Observability, insights, and automation

Observability is the extent to which operations teams can understand the internal state or condition of a complex system based only on knowledge of its external outputs. So, a highly observable system (an application or service) is one that externalizes sufficient data to be able to understand how the application or service is executing and its current state. You can read more about observability in the IBM Cloud Learn Hub.

Because developers are increasingly responsible for more of the application lifecycle thanks to modern DevOps best practices, teams must instrument their systems to be highly observable.

The self-instrumentation approach does, however, have limitations. Self-instrumentation works well for new projects, but for existing deployments and solutions, your instrumentation needs to be retrofitted to potentially very old codebases. Also, teams can only use self-instrumentation for deployments that they own and have source code access to, which means that it can be difficult or impossible to instrument dependencies or third-party packages. Additionally, for external services, such as databases, teams become reliant on the providers of those external services to make their services observable.

IBM Observability with Instana, a software observability platform, solves this problem by providing auto-instrumentation of various programming languages and runtimes, including Java and .NET, which means that teams always have rich observability for their deployments while also providing configuration and code SDKs to add additional data. Instana supports open source instrumentation, such as the open source data collection project OpenTelemetry, allowing development teams to define the observability they need for their applications. Instana also supports over 260 additional third-party technologies and services, providing end-to-end observability from mobile to mainframe and across a wide range of technologies.

Instana technology support and capabilities

The three pillars of observability

Metrics, logs, and distributed traces are often referred to as the three pillars of observability. Each pillar provides a different type of external output for a system:

  • Metrics provide a continuous point-in-time view of the system.
  • Logs provide a view of events and errors occurring in the system.
  • Traces provide a per-request or per-transaction view of the system.

The three pillars of observability

Multiple open source projects provide implementations of the pillars, largely with each project aligned with one of the pillars — for example, Prometheus for metrics, OpenTracing for tracing and the Elasticsearch-Logstash-Kibana (ELK) stack for logging. Those projects are often combined, and multiple groups like the observability teams at Twitter and Netflix have described how they provide observability of their systems using these pillars and open source projects.
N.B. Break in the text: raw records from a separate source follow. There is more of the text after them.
//! The readings a weather integration provides

use indexmap::IndexMap;

use crate::units::{PrecipitationUnit, PressureUnit, SpeedUnit, TemperatureUnit};

/// One forecast item: attribute key to value, in insertion order
pub type Forecast = IndexMap<String, serde_json::Value>;

/// Capability interface of a weather entity.
///
/// Readings are in the source's native units and are read on demand, so an
/// implementation should project its backing data rather than cache it.
/// Everything except the name and condition is optional.
pub trait WeatherSource: Send + Sync {
    fn name(&self) -> Option<String>;

    fn unique_id(&self) -> Option<String> {
        None
    }

    /// Current condition, one of [`CONDITIONS`](crate::CONDITIONS)
    fn condition(&self) -> Option<String>;

    fn native_temperature(&self) -> Option<f64> {
        None
    }

    fn native_humidity(&self) -> Option<f64> {
        None
    }

    fn native_pressure(&self) -> Option<f64> {
        None
    }

    fn native_wind_speed(&self) -> Option<f64> {
        None
    }

    /// Degrees the wind blows from
    fn wind_bearing(&self) -> Option<f64> {
        None
    }

    fn native_wind_gust_speed(&self) -> Option<f64> {
        None
    }

    fn native_dew_point(&self) -> Option<f64> {
        None
    }

    /// Percent of the sky covered
    fn cloud_coverage(&self) -> Option<f64> {
        None
    }

    fn forecast_daily(&self) -> Option<Vec<Forecast>> {
        None
    }

    fn forecast_hourly(&self) -> Option<Vec<Forecast>> {
        None
    }

    fn native_temperature_unit(&self) -> TemperatureUnit {
        TemperatureUnit::Celsius
    }

    fn native_pressure_unit(&self) -> PressureUnit {
        PressureUnit::Hectopascal
    }

    fn native_wind_speed_unit(&self) -> SpeedUnit {
        SpeedUnit::KilometersPerHour
    }

    fn native_precipitation_unit(&self) -> PrecipitationUnit {
        PrecipitationUnit::Millimeters
    }

    fn attribution(&self) -> Option<String> {
        None
    }
}
//! Event bus with typed pub/sub
//!
//! Every event type gets its own broadcast channel, created on first
//! subscription. [`EventBus::listen`] wraps a subscription in a task and hands
//! back a [`ListenerHandle`] that cancels it, which is how integrations follow
//! `core_config_update` for as long as they care.

use dashmap::DashMap;
use ha_core::{Context, Event, EventData, EventType};
use std::future::Future;
use tokio::sync::broadcast;
use tokio::task::JoinHandle;
use tracing::{debug, trace, warn};

const DEFAULT_CHANNEL_CAPACITY: usize = 256;

pub struct EventBus {
    channels: DashMap<EventType, broadcast::Sender<Event>>,
    capacity: usize,
}

impl EventBus {
    pub fn new() -> Self {
        Self::with_capacity(DEFAULT_CHANNEL_CAPACITY)
    }

    pub fn with_capacity(capacity: usize) -> Self {
        Self {
            channels: DashMap::new(),
            capacity,
        }
    }

    /// Receive every future event of `event_type`
    pub fn subscribe(&self, event_type: impl Into<EventType>) -> broadcast::Receiver<Event> {
        let event_type = event_type.into();
        trace!(event_type = %event_type, "Subscribing to event type");

        self.channels
            .entry(event_type)
            .or_insert_with(|| broadcast::channel(self.capacity).0)
            .subscribe()
    }

    /// Run `handler` for every future event of `event_type` until the returned
    /// handle is removed.
    ///
    /// The subscription is taken before this returns, so events fired right
    /// after the call are not missed.
    pub fn listen<F, Fut>(&self, event_type: impl Into<EventType>, handler: F) -> ListenerHandle
    where
        F: Fn(Event) -> Fut + Send + 'static,
        Fut: Future<Output = ()> + Send + 'static,
    {
        let event_type = event_type.into();
        let mut rx = self.subscribe(event_type.clone());
        let task_type = event_type.clone();

        let task = tokio::spawn(async move {
            loop {
                match rx.recv().await {
                    Ok(event) => handler(event).await,
                    Err(broadcast::error::RecvError::Lagged(skipped)) => {
                        warn!(event_type = %task_type, skipped, "Listener lagged behind");
                    }
                    Err(broadcast::error::RecvError::Closed) => break,
                }
            }
        });

        ListenerHandle { event_type, task }
    }

    /// Deliver an event to the current subscribers of its type
    pub fn fire(&self, event: Event) {
        debug!(event_type = %event.event_type, "Firing event");

        if let Some(sender) = self.channels.get(&event.event_type) {
            // No receivers is not an error
            let _ = sender.send(event);
        }
    }

    /// Serialize `data` and fire it under its own event type
    pub fn fire_typed<T: EventData + serde::Serialize>(&self, data: T, context: Context) {
        let event = Event::typed(data, context);
        match serde_json::to_value(&event.data) {
            Ok(json) => self.fire(event.map(|_| json)),
            Err(err) => warn!(event_type = %event.event_type, %err, "Dropping unserializable event"),
        }
    }

    /// Number of event types with a channel
    pub fn listener_count(&self) -> usize {
        self.channels.len()
    }
}

impl Default for EventBus {
    fn default() -> Self {
        Self::new()
    }
}

/// Cancels a [`EventBus::listen`] subscription
#[derive(Debug)]
pub struct ListenerHandle {
    event_type: EventType,
    task: JoinHandle<()>,
}

impl ListenerHandle {
    pub fn event_type(&self) -> &EventType {
        &self.event_type
    }

    /// Stop listening. Dropping the handle without calling this keeps the
    /// listener alive.
    pub fn remove(self) {
        trace!(event_type = %self.event_type, "Removing listener");
        self.task.abort();
    }

    pub fn is_active(&self) -> bool {
        !self.task.is_finished()
    }
}
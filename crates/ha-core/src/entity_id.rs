//! Entity ID type (`domain.object_id`)

use serde::{Deserialize, Serialize};
use std::fmt;
use std::str::FromStr;
use thiserror::Error;

#[derive(Debug, Clone, Error, PartialEq, Eq)]
pub enum EntityIdError {
    #[error("entity_id must contain exactly one '.' separator")]
    InvalidFormat,

    #[error("{0} cannot be empty")]
    Empty(&'static str),

    #[error("{0} must be lowercase alphanumeric with underscores, not starting or ending with '_'")]
    InvalidChars(&'static str),
}

/// A validated entity ID such as `weather.backyard`
#[derive(Debug, Clone, PartialEq, Eq, Hash, Serialize, Deserialize)]
#[serde(try_from = "String", into = "String")]
pub struct EntityId {
    domain: String,
    object_id: String,
}

impl EntityId {
    pub fn new(
        domain: impl Into<String>,
        object_id: impl Into<String>,
    ) -> Result<Self, EntityIdError> {
        let domain = domain.into();
        let object_id = object_id.into();

        validate_part(&domain, "domain")?;
        if domain.contains("__") {
            return Err(EntityIdError::InvalidChars("domain"));
        }
        validate_part(&object_id, "object_id")?;

        Ok(Self { domain, object_id })
    }

    /// Build an entity id from a display name, e.g. `("weather", "Back Yard")`
    /// becomes `weather.back_yard`
    pub fn from_name(domain: impl Into<String>, name: &str) -> Result<Self, EntityIdError> {
        Self::new(domain, slugify(name))
    }

    pub fn domain(&self) -> &str {
        &self.domain
    }

    pub fn object_id(&self) -> &str {
        &self.object_id
    }
}

fn validate_part(s: &str, what: &'static str) -> Result<(), EntityIdError> {
    if s.is_empty() {
        return Err(EntityIdError::Empty(what));
    }
    let valid_chars = s
        .chars()
        .all(|c| c.is_ascii_lowercase() || c.is_ascii_digit() || c == '_');
    if !valid_chars || s.starts_with('_') || s.ends_with('_') {
        return Err(EntityIdError::InvalidChars(what));
    }
    Ok(())
}

/// ASCII spelling of common accented Latin letters
fn transliterate(c: char) -> Option<&'static str> {
    Some(match c {
        'à' | 'á' | 'â' | 'ã' | 'ä' | 'å' | 'ā' => "a",
        'æ' => "ae",
        'ç' | 'č' | 'ć' => "c",
        'ð' | 'đ' | 'ď' => "d",
        'è' | 'é' | 'ê' | 'ë' | 'ē' | 'ě' | 'ę' => "e",
        'ì' | 'í' | 'î' | 'ï' | 'ī' => "i",
        'ł' | 'ľ' => "l",
        'ñ' | 'ń' | 'ň' => "n",
        'ò' | 'ó' | 'ô' | 'õ' | 'ö' | 'ø' | 'ō' | 'ő' => "o",
        'œ' => "oe",
        'ř' => "r",
        'ß' => "ss",
        'š' | 'ś' => "s",
        'ť' => "t",
        'þ' => "th",
        'ù' | 'ú' | 'û' | 'ü' | 'ū' | 'ů' | 'ű' => "u",
        'ý' | 'ÿ' => "y",
        'ž' | 'ź' | 'ż' => "z",
        _ => return None,
    })
}

/// Lowercase `text` and join its alphanumeric runs with `_`.
///
/// Accented Latin letters are spelled in ASCII (`Tromsø` gives `tromso`).
/// Other non-ASCII characters separate words. Returns `"unknown"` when
/// nothing usable is left.
pub fn slugify(text: &str) -> String {
    let mut slug = String::with_capacity(text.len());
    let mut pending_sep = false;

    for c in text.chars().flat_map(char::to_lowercase) {
        let mut buf = [0u8; 4];
        let ascii = if c.is_ascii_alphanumeric() {
            Some(&*c.encode_utf8(&mut buf))
        } else {
            transliterate(c)
        };

        match ascii {
            Some(part) => {
                if pending_sep && !slug.is_empty() {
                    slug.push('_');
                }
                pending_sep = false;
                slug.push_str(part);
            }
            None => pending_sep = true,
        }
    }

    if slug.is_empty() {
        "unknown".to_string()
    } else {
        slug
    }
}

impl FromStr for EntityId {
    type Err = EntityIdError;

    fn from_str(s: &str) -> Result<Self, Self::Err> {
        match s.split_once('.') {
            Some((domain, object_id)) if !object_id.contains('.') => {
                Self::new(domain, object_id)
            }
            _ => Err(EntityIdError::InvalidFormat),
        }
    }
}

impl TryFrom<String> for EntityId {
    type Error = EntityIdError;

    fn try_from(s: String) -> Result<Self, Self::Error> {
        s.parse()
    }
}

impl From<EntityId> for String {
    fn from(id: EntityId) -> String {
        id.to_string()
    }
}

impl fmt::Display for EntityId {
    fn fmt(&self, f: &mut fmt::Formatter<'_>) -> fmt::Result {
        write!(f, "{}.{}", self.domain, self.object_id)
    }
}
These three pillars of observability provide vital sources of data or telemetry for the system and for individual requests being handled by the system. However, there are many types of data that can also be invaluable in understanding the internal state of a system, such as end-user monitoring, which extends observability to provide data on the activity that is taking place on front-end clients, such as web or mobile applications, and how those applications are interacting with back-end services and IT systems, and profiling, which provides deep code-level data that shows a continuous point-in-time view of the execution of the system, which can be used to provide understanding of the resource usage of a system (both of which are provided by Instana).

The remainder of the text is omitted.